# YOUR GOAL
Below are some records. Pull every line that contains the word "format".
= Beginning of Section =
//! GenerationTask - the input bundle for one run of the repair loop

use std::num::NonZeroU32;
use std::path::{Path, PathBuf};

use super::ExampleUsage;

/// Everything the orchestrator needs for one task; never mutated once built
#[derive(Debug, Clone, PartialEq, Eq)]
pub struct GenerationTask {
    source: PathBuf,
    example: ExampleUsage,
    provider: String,
    max_iterations: NonZeroU32,
}

impl GenerationTask {
    pub fn new(
        source: impl Into<PathBuf>,
        example: ExampleUsage,
        provider: impl Into<String>,
        max_iterations: NonZeroU32,
    ) -> Self {
        Self {
            source: source.into(),
            example,
            provider: provider.into(),
            max_iterations,
        }
    }

    pub fn source(&self) -> &Path {
        &self.source
    }

    pub fn example(&self) -> &ExampleUsage {
        &self.example
    }

    pub fn provider(&self) -> &str {
        &self.provider
    }

    pub fn max_iterations(&self) -> u32 {
        self.max_iterations.get()
    }
}
//! Provider-neutral request/response types
//!
//! Shaped after the Anthropic Messages API (content blocks, tool_use and
//! tool_result) and converted to each provider's wire format by the client.

use serde::{Deserialize, Serialize};
use tracing::debug;

/// Everything needed for one completion call
#[derive(Debug, Clone)]
pub struct CompletionRequest {
    /// System prompt (rendered from a Handlebars template)
    pub system_prompt: String,

    /// Conversation so far: the user prompt plus any tool round trips
    pub messages: Vec<Message>,

    /// Tools the model may call during this generation
    pub tools: Vec<ToolDefinition>,

    /// Max tokens for the response
    pub max_tokens: u32,
}

/// A message in the conversation
#[derive(Debug, Clone, Serialize, Deserialize)]
pub struct Message {
    pub role: Role,
    pub content: MessageContent,
}

impl Message {
    /// Create a user message with text content
    pub fn user(text: impl Into<String>) -> Self {
        Self {
            role: Role::User,
            content: MessageContent::Text(text.into()),
        }
    }

    /// Create an assistant message with text content
    pub fn assistant(text: impl Into<String>) -> Self {
        Self {
            role: Role::Assistant,
            content: MessageContent::Text(text.into()),
        }
    }

    /// Create a user message with multiple content blocks
    pub fn user_blocks(blocks: Vec<ContentBlock>) -> Self {
        debug!(block_count = %blocks.len(), "Message::user_blocks: called");
        Self {
            role: Role::User,
            content: MessageContent::Blocks(blocks),
        }
    }

    /// Create an assistant message with multiple content blocks
    pub fn assistant_blocks(blocks: Vec<ContentBlock>) -> Self {
        debug!(block_count = %blocks.len(), "Message::assistant_blocks: called");
        Self {
            role: Role::Assistant,
            content: MessageContent::Blocks(blocks),
        }
    }

    /// Concatenated text of this message, ignoring tool blocks
    pub fn text(&self) -> String {
        match &self.content {
            MessageContent::Text(text) => text.clone(),
            MessageContent::Blocks(blocks) => blocks
                .iter()
                .filter_map(|b| match b {
                    ContentBlock::Text { text } => Some(text.as_str()),
                    _ => None,
                })
                .collect::<Vec<_>>()
                .join(""),
        }
    }
}

/// Message role
#[derive(Debug, Clone, Copy, PartialEq, Eq, Serialize, Deserialize)]
#[serde(rename_all = "lowercase")]
pub enum Role {
    User,
    Assistant,
}

/// Message content - either plain text or structured blocks
#[derive(Debug, Clone, Serialize, Deserialize)]
#[serde(untagged)]
pub enum MessageContent {
    Text(String),
    Blocks(Vec<ContentBlock>),
}

/// A content block in a message
#[derive(Debug, Clone, Serialize, Deserialize)]
#[serde(tag = "type")]
pub enum ContentBlock {
    #[serde(rename = "text")]
    Text { text: String },

    #[serde(rename = "tool_use")]
    ToolUse {
        id: String,
        name: String,
        input: serde_json::Value,
    },

    #[serde(rename = "tool_result")]
    ToolResult {
        tool_use_id: String,
        content: String,
        #[serde(default)]
        is_error: bool,
    },
}

impl ContentBlock {
    /// Create a text content block
    pub fn text(text: impl Into<String>) -> Self {
        ContentBlock::Text { text: text.into() }
    }

    /// Create a tool result block
    pub fn tool_result(tool_use_id: impl Into<String>, content: impl Into<String>, is_error: bool) -> Self {
        debug!(%is_error, "ContentBlock::tool_result: called");
        ContentBlock::ToolResult {
            tool_use_id: tool_use_id.into(),
            content: content.into(),
            is_error,
        }
    }
}

/// Response from a completion request
#[derive(Debug, Clone)]
pub struct CompletionResponse {
    /// Text content (if any)
    pub content: Option<String>,

    /// Tool calls requested by the model
    pub tool_calls: Vec<ToolCall>,

    /// Why the model stopped
    pub stop_reason: StopReason,

    /// Token usage reported by the provider
    pub usage: TokenUsage,
}

impl CompletionResponse {
    /// Plain text response that ends the turn; handy for tests and fakes
    pub fn text(content: impl Into<String>) -> Self {
        Self {
            content: Some(content.into()),
            tool_calls: vec![],
            stop_reason: StopReason::EndTurn,
            usage: TokenUsage::default(),
        }
    }
}

/// A tool call requested by the model
#[derive(Debug, Clone)]
pub struct ToolCall {
    pub id: String,
    pub name: String,
    pub input: serde_json::Value,
}

/// Why the model stopped generating
#[derive(Debug, Clone, PartialEq, Eq)]
pub enum StopReason {
    EndTurn,
    ToolUse,
    MaxTokens,
    StopSequence,
}

impl StopReason {
    /// Parse from Anthropic API stop_reason string
    pub fn from_anthropic(s: &str) -> Self {
        match s {
            "tool_use" => StopReason::ToolUse,
            "max_tokens" => StopReason::MaxTokens,
            "stop_sequence" => StopReason::StopSequence,
            _ => StopReason::EndTurn,
        }
    }

    /// Parse from an OpenAI-style finish_reason string
    pub fn from_openai(s: Option<&str>) -> Self {
        match s {
            Some("tool_calls") => StopReason::ToolUse,
            Some("length") => StopReason::MaxTokens,
            _ => StopReason::EndTurn,
        }
    }
}

/// Token usage
#[derive(Debug, Clone, Default, PartialEq, Eq)]
pub struct TokenUsage {
    pub input_tokens: u64,
    pub output_tokens: u64,
}

impl TokenUsage {
    /// Accumulate another call's usage into this one
    pub fn add(&mut self, other: &TokenUsage) {
        self.input_tokens += other.input_tokens;
        self.output_tokens += other.output_tokens;
    }
}

/// Tool definition for the LLM
#[derive(Debug, Clone, Serialize)]
pub struct ToolDefinition {
    pub name: String,
    pub description: String,
    pub input_schema: serde_json::Value,
}

impl ToolDefinition {
    /// Create a new tool definition
    pub fn new(name: impl Into<String>, description: impl Into<String>, input_schema: serde_json::Value) -> Self {
        Self {
            name: name.into(),
            description: description.into(),
            input_schema,
        }
    }

    /// Convert to Anthropic API schema format
    pub fn to_anthropic_schema(&self) -> serde_json::Value {
        serde_json::json!({
            "name": self.name,
            "description": self.description,
            "input_schema": self.input_schema,
        })
    }

    /// Convert to OpenAI function-calling schema format
    pub fn to_openai_schema(&self) -> serde_json::Value {
        serde_json::json!({
            "type": "function",
            "function": {
                "name": self.name,
                "description": self.description,
                "parameters": self.input_schema,
            }
        })
    }
}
= End of Section =
# EXERCISE ANSWER
//! tool_result) and converted to each provider's wire format by the client.
    /// Convert to Anthropic API schema format
    /// Convert to OpenAI function-calling schema format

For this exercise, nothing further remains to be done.